Records provided →
-- Opening Marker --

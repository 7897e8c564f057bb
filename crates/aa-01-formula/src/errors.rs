//! # Error Types
//!
//! Validation errors are raised once, when a definition or formula is
//! accepted. Evaluation errors are raised per trigger; every one of them
//! except a ledger failure turns into a bounce.

use crate::domain::decimal::DecimalError;
use shared_types::LedgerError;
use thiserror::Error;

/// Static validation failures.
#[derive(Debug, Clone, PartialEq, Eq, Error)]
pub enum ValidationError {
    /// Complexity budget exceeded.
    #[error("complexity exceeded: {complexity} > {max}")]
    ComplexityExceeded { complexity: u32, max: u32 },

    /// Operation budget exceeded.
    #[error("number of ops exceeded: {count} > {max}")]
    TooManyOps { count: u32, max: u32 },

    /// A feature is used before its activation MCI.
    #[error("{0} is not activated yet")]
    NotActivated(String),

    /// Read of a local variable that is never assigned on this path.
    #[error("uninitialized local var {0}")]
    Uninitialized(String),

    /// Second assignment to a local variable.
    #[error("local var {0} already assigned")]
    Reassignment(String),

    /// Mutation of a frozen local variable.
    #[error("local var {0} is frozen")]
    Frozen(String),

    /// Call of something that is not a function.
    #[error("{0} is not a function")]
    NotAFunction(String),

    /// Function used as a value or value used as a function.
    #[error("{0} is a function")]
    IsAFunction(String),

    /// Wrong number of arguments.
    #[error("{func} expects {min}..={max} arguments, got {got}")]
    WrongArity { func: String, got: usize, min: usize, max: usize },

    /// A statement list contains an expression.
    #[error("not a statement: {0}")]
    NotAStatement(String),

    /// A construct is not allowed in this kind of formula.
    #[error("{0} not allowed here")]
    Forbidden(String),

    /// Malformed data feed or attestation search.
    #[error("bad search parameters: {0}")]
    BadSearchParams(String),

    /// A remote getter does not exist.
    #[error("no getter {getter} on AA {aa}")]
    UnknownGetter { aa: String, getter: String },

    /// Anything else that makes the formula unacceptable.
    #[error("{0}")]
    Invalid(String),
}

/// Runtime evaluation failures.
#[derive(Debug, Clone, Error)]
pub enum EvalError {
    /// Explicit `bounce` or failed `require`.
    #[error("{0}")]
    Bounce(String),

    /// The formula hit an undefined operation.
    #[error("{0}")]
    Failed(String),

    /// A callee definition failed validation.
    #[error("remote definition invalid: {0}")]
    Remote(#[from] ValidationError),

    /// Storage failed; not a property of the formula.
    #[error("ledger error: {0}")]
    Ledger(#[from] LedgerError),
}

impl EvalError {
    /// Shorthand for a runtime failure.
    pub fn failed(msg: impl Into<String>) -> Self {
        EvalError::Failed(msg.into())
    }

    /// Whether the error must abort processing instead of bouncing.
    #[must_use]
    pub fn is_fatal(&self) -> bool {
        matches!(self, EvalError::Ledger(_))
    }
}

impl From<DecimalError> for EvalError {
    fn from(e: DecimalError) -> Self {
        EvalError::Failed(e.to_string())
    }
}
// =============================================================================
// STRUCTURAL CHECKS
// =============================================================================

/// Checks a response unit against the amounts of the outputs it spends.
///
/// # Errors
///
/// Returns the first broken rule.
pub fn verify_unit(unit: &Unit, input_amounts: &BTreeMap<(UnitHash, u32, u32), Amount>) -> Result<(), String> {
    if unit.authors.len() != 1 {
        return Err("response units have exactly one author".into());
    }
    let hash = compute_unit_hash(unit).map_err(|e| e.to_string())?;
    if hash != unit.unit {
        return Err(format!("wrong unit hash {}, expected {hash}", unit.unit));
    }
    let mut seen = BTreeSet::new();
    for (_, payment) in unit.payments() {
        if payment.outputs.windows(2).any(|w| w[0] > w[1]) {
            return Err(format!("outputs of {} are not sorted", payment.asset));
        }
        if payment.outputs.iter().any(|o| o.amount <= 0) {
            return Err(format!("non-positive output in {}", payment.asset));
        }
        let mut inputs_total: Amount = 0;
        for input in &payment.inputs {
            match input {
                Input::Transfer { unit: u, message_index, output_index } => {
                    let key = (u.clone(), *message_index, *output_index);
                    let amount = input_amounts.get(&key).ok_or_else(|| format!("input {u}:{message_index}:{output_index} not found"))?;
                    if !seen.insert(key) {
                        return Err(format!("input {u}:{message_index}:{output_index} spent twice"));
                    }
                    inputs_total += amount;
                }
                Input::Issue { amount, .. } => inputs_total += amount,
            }
        }
        let outputs_total: Amount = payment.outputs.iter().map(|o| o.amount).sum();
        let fees = if payment.asset.is_base() { unit.total_fees() } else { 0 };
        if inputs_total != outputs_total + fees {
            return Err(format!(
                "unbalanced payment in {}: inputs {inputs_total}, outputs {outputs_total}, fees {fees}",
                payment.asset
            ));
        }
    }
    Ok(())
}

-- Closing Marker --

The task → Report the number of lines in the material above holding the word "derive", without anything else.

Exercise output → 2